» Task details
The output must reproduce each line of the data word for word.

[[ Input for this task, beginning ]]

use argon2::{
    Argon2, PasswordHasher,
    password_hash::{SaltString, rand_core::OsRng},
};
use storefront_api::{config::AppConfig, db::create_pool};
use uuid::Uuid;

#[tokio::main]
async fn main() -> anyhow::Result<()> {
    dotenvy::dotenv().ok();
    let config = AppConfig::from_env()?;

    let pool = create_pool(&config.database_url).await?;
    // Ensure migrations are applied.
    sqlx::migrate!("./migrations").run(&pool).await?;

    let admin_id = ensure_user(&pool, "admin@example.com", "admin123", true).await?;
    let user_id = ensure_user(&pool, "user@example.com", "user123", false).await?;
    seed_catalog(&pool).await?;

    println!("Seed completed. Admin ID: {admin_id}, User ID: {user_id}");
    Ok(())
}

async fn ensure_user(
    pool: &sqlx::PgPool,
    email: &str,
    password: &str,
    is_admin: bool,
) -> anyhow::Result<Uuid> {
    let salt = SaltString::generate(&mut OsRng);
    let argon2 = Argon2::default();
    let password_hash = argon2
        .hash_password(password.as_bytes(), &salt)
        .map_err(|e| anyhow::anyhow!(e.to_string()))?
        .to_string();

    let row: (Uuid,) = sqlx::query_as(
        r#"
        INSERT INTO users (id, email, password_hash, is_admin)
        VALUES ($1, $2, $3, $4)
        ON CONFLICT (email) DO UPDATE SET is_admin = EXCLUDED.is_admin
        RETURNING id
        "#,
    )
    .bind(Uuid::new_v4())
    .bind(email)
    .bind(password_hash)
    .bind(is_admin)
    .fetch_one(pool)
    .await?;

    println!("Ensured user {email} (is_admin={is_admin})");
    Ok(row.0)
}

async fn seed_catalog(pool: &sqlx::PgPool) -> anyhow::Result<()> {
    let categories = vec!["Apparel", "Accessories", "Books"];
    for name in &categories {
        sqlx::query(
            r#"
            INSERT INTO categories (id, name)
            VALUES ($1, $2)
            ON CONFLICT (name) DO NOTHING
            "#,
        )
        .bind(Uuid::new_v4())
        .bind(name)
        .execute(pool)
        .await?;
    }

    let products = vec![
        ("Axum Hoodie", "Apparel", "Warm hoodie for Rustaceans", 550000, 50),
        ("Ferris Mug", "Accessories", "Coffee tastes better with Ferris", 120000, 100),
        ("Rust Sticker Pack", "Accessories", "Decorate your laptop", 50000, 200),
        ("E-book: Async Rust", "Books", "Learn async Rust patterns", 250000, 75),
    ];

    for (name, category, desc, price, stock) in products {
        sqlx::query(
            r#"
            INSERT INTO products (id, name, price, category_id, stock, description)
            SELECT $1, $2, $3, c.id, $4, $5 FROM categories c WHERE c.name = $6
            ON CONFLICT (name) DO NOTHING
            "#,
        )
        .bind(Uuid::new_v4())
        .bind(name)
        .bind(price as i64)
        .bind(stock as i32)
        .bind(desc)
        .bind(category)
        .execute(pool)
        .await?;
    }

    println!("Seeded catalog");
    Ok(())
}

[[ Input for this task, end ]]

» Exercise response
use argon2::{
    Argon2, PasswordHasher,
    password_hash::{SaltString, rand_core::OsRng},
};
use storefront_api::{config::AppConfig, db::create_pool};
use uuid::Uuid;

#[tokio::main]
async fn main() -> anyhow::Result<()> {
    dotenvy::dotenv().ok();
    let config = AppConfig::from_env()?;

    let pool = create_pool(&config.database_url).await?;
    // Ensure migrations are applied.
    sqlx::migrate!("./migrations").run(&pool).await?;

    let admin_id = ensure_user(&pool, "admin@example.com", "admin123", true).await?;
    let user_id = ensure_user(&pool, "user@example.com", "user123", false).await?;
    seed_catalog(&pool).await?;

    println!("Seed completed. Admin ID: {admin_id}, User ID: {user_id}");
    Ok(())
}

async fn ensure_user(
    pool: &sqlx::PgPool,
    email: &str,
    password: &str,
    is_admin: bool,
) -> anyhow::Result<Uuid> {
    let salt = SaltString::generate(&mut OsRng);
    let argon2 = Argon2::default();
    let password_hash = argon2
        .hash_password(password.as_bytes(), &salt)
        .map_err(|e| anyhow::anyhow!(e.to_string()))?
        .to_string();

    let row: (Uuid,) = sqlx::query_as(
        r#"
        INSERT INTO users (id, email, password_hash, is_admin)
        VALUES ($1, $2, $3, $4)
        ON CONFLICT (email) DO UPDATE SET is_admin = EXCLUDED.is_admin
        RETURNING id
        "#,
    )
    .bind(Uuid::new_v4())
    .bind(email)
    .bind(password_hash)
    .bind(is_admin)
    .fetch_one(pool)
    .await?;

    println!("Ensured user {email} (is_admin={is_admin})");
    Ok(row.0)
}

async fn seed_catalog(pool: &sqlx::PgPool) -> anyhow::Result<()> {
    let categories = vec!["Apparel", "Accessories", "Books"];
    for name in &categories {
        sqlx::query(
            r#"
            INSERT INTO categories (id, name)
            VALUES ($1, $2)
            ON CONFLICT (name) DO NOTHING
            "#,
        )
        .bind(Uuid::new_v4())
        .bind(name)
        .execute(pool)
        .await?;
    }

    let products = vec![
        ("Axum Hoodie", "Apparel", "Warm hoodie for Rustaceans", 550000, 50),
        ("Ferris Mug", "Accessories", "Coffee tastes better with Ferris", 120000, 100),
        ("Rust Sticker Pack", "Accessories", "Decorate your laptop", 50000, 200),
        ("E-book: Async Rust", "Books", "Learn async Rust patterns", 250000, 75),
    ];

    for (name, category, desc, price, stock) in products {
        sqlx::query(
            r#"
            INSERT INTO products (id, name, price, category_id, stock, description)
            SELECT $1, $2, $3, c.id, $4, $5 FROM categories c WHERE c.name = $6
            ON CONFLICT (name) DO NOTHING
            "#,
        )
        .bind(Uuid::new_v4())
        .bind(name)
        .bind(price as i64)
        .bind(stock as i32)
        .bind(desc)
        .bind(category)
        .execute(pool)
        .await?;
    }

    println!("Seeded catalog");
    Ok(())
}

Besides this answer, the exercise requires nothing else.